* **TASK REQUIREMENTS**: Tally the lines in the entries below where the string "data" occurs. Reply with the total alone.

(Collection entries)
>>
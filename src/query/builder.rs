//! Pure SQL assembly for the CRUD helpers.
//!
//! Table and column names are interpolated into the SQL text after passing the
//! identifier allow-list; only values travel through the parameter list.

use super::dialect::Dialect;
use crate::{
    parameters::{ColumnMap, ParameterValue},
    result::{DbError, Result},
    str_utils::{quote_identifier, validate_column_name, validate_table_name},
};

/// Boolean operator joining the comparisons of a WHERE clause
#[derive(Debug, Clone, Copy, PartialEq, Eq, Default)]
pub enum Glue {
    #[default]
    And,
    Or,
}

impl Glue {
    pub fn as_str(&self) -> &'static str {
        match self {
            Glue::And => "AND",
            Glue::Or => "OR",
        }
    }
}

impl std::fmt::Display for Glue {
    fn fmt(&self, f: &mut std::fmt::Formatter<'_>) -> std::fmt::Result {
        f.write_str(self.as_str())
    }
}

/// SQL text plus the positional parameters for its placeholders
#[derive(Debug, Clone, PartialEq)]
pub struct BuiltQuery {
    pub sql: String,
    pub params: Vec<ParameterValue>,
}

/// Render `col=<placeholder>` pairs, numbering placeholders from `first_idx`
fn assignments(dialect: Dialect, columns: &ColumnMap, first_idx: usize) -> Result<Vec<String>> {
    columns
        .columns()
        .enumerate()
        .map(|(offset, column)| {
            validate_column_name(column)?;
            Ok(format!(
                "{}={}",
                quote_identifier(column, dialect.identifier_quote()),
                dialect.placeholder(first_idx + offset)
            ))
        })
        .collect()
}

/// Build the body of a WHERE clause.
///
/// Each condition becomes an equality comparison joined by `glue`. An empty
/// condition map yields the dialect's always-true literal, so the statement
/// applies to every row of the table.
pub fn where_clause(
    dialect: Dialect,
    conditions: &ColumnMap,
    glue: Glue,
    first_idx: usize,
) -> Result<String> {
    if conditions.is_empty() {
        return Ok(dialect.always_true().to_string());
    }
    let comparisons = assignments(dialect, conditions, first_idx)?;
    Ok(comparisons.join(&format!(" {glue} ")))
}

pub fn build_insert(dialect: Dialect, table: &str, data: &ColumnMap) -> Result<BuiltQuery> {
    validate_table_name(table)?;
    if data.is_empty() {
        return Err(DbError::new_invalid_input(format!(
            "no columns given for insert into {table}"
        )));
    }

    let mut columns = Vec::with_capacity(data.len());
    let mut placeholders = Vec::with_capacity(data.len());
    for (idx, column) in data.columns().enumerate() {
        validate_column_name(column)?;
        columns.push(quote_identifier(column, dialect.identifier_quote()));
        placeholders.push(dialect.placeholder(idx + 1));
    }

    Ok(BuiltQuery {
        sql: format!(
            "INSERT INTO {table} ({}) VALUES ({}){}",
            columns.join(","),
            placeholders.join(","),
            dialect.insert_suffix()
        ),
        params: data.values().cloned().collect(),
    })
}

/// Build an UPDATE; an empty `conditions` map updates every row
pub fn build_update(
    dialect: Dialect,
    table: &str,
    data: &ColumnMap,
    conditions: &ColumnMap,
    glue: Glue,
) -> Result<BuiltQuery> {
    validate_table_name(table)?;
    if data.is_empty() {
        return Err(DbError::new_invalid_input(format!(
            "no columns given for update of {table}"
        )));
    }

    let set_clause = assignments(dialect, data, 1)?.join(",");
    let where_sql = where_clause(dialect, conditions, glue, data.len() + 1)?;

    Ok(BuiltQuery {
        sql: format!("UPDATE {table} SET {set_clause} WHERE {where_sql}"),
        params: data.values().chain(conditions.values()).cloned().collect(),
    })
}

/// Build a DELETE; an empty `conditions` map deletes every row
pub fn build_delete(
    dialect: Dialect,
    table: &str,
    conditions: &ColumnMap,
    glue: Glue,
) -> Result<BuiltQuery> {
    validate_table_name(table)?;
    let where_sql = where_clause(dialect, conditions, glue, 1)?;

    Ok(BuiltQuery {
        sql: format!("DELETE FROM {table} WHERE {where_sql}"),
        params: conditions.values().cloned().collect(),
    })
}

pub fn build_select(
    dialect: Dialect,
    table: &str,
    conditions: &ColumnMap,
    glue: Glue,
) -> Result<BuiltQuery> {
    validate_table_name(table)?;
    let where_sql = where_clause(dialect, conditions, glue, 1)?;

    Ok(BuiltQuery {
        sql: format!("SELECT * FROM {table} WHERE {where_sql}"),
        params: conditions.values().cloned().collect(),
    })
}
<<
* **EXERCISE SOLUTION**: 11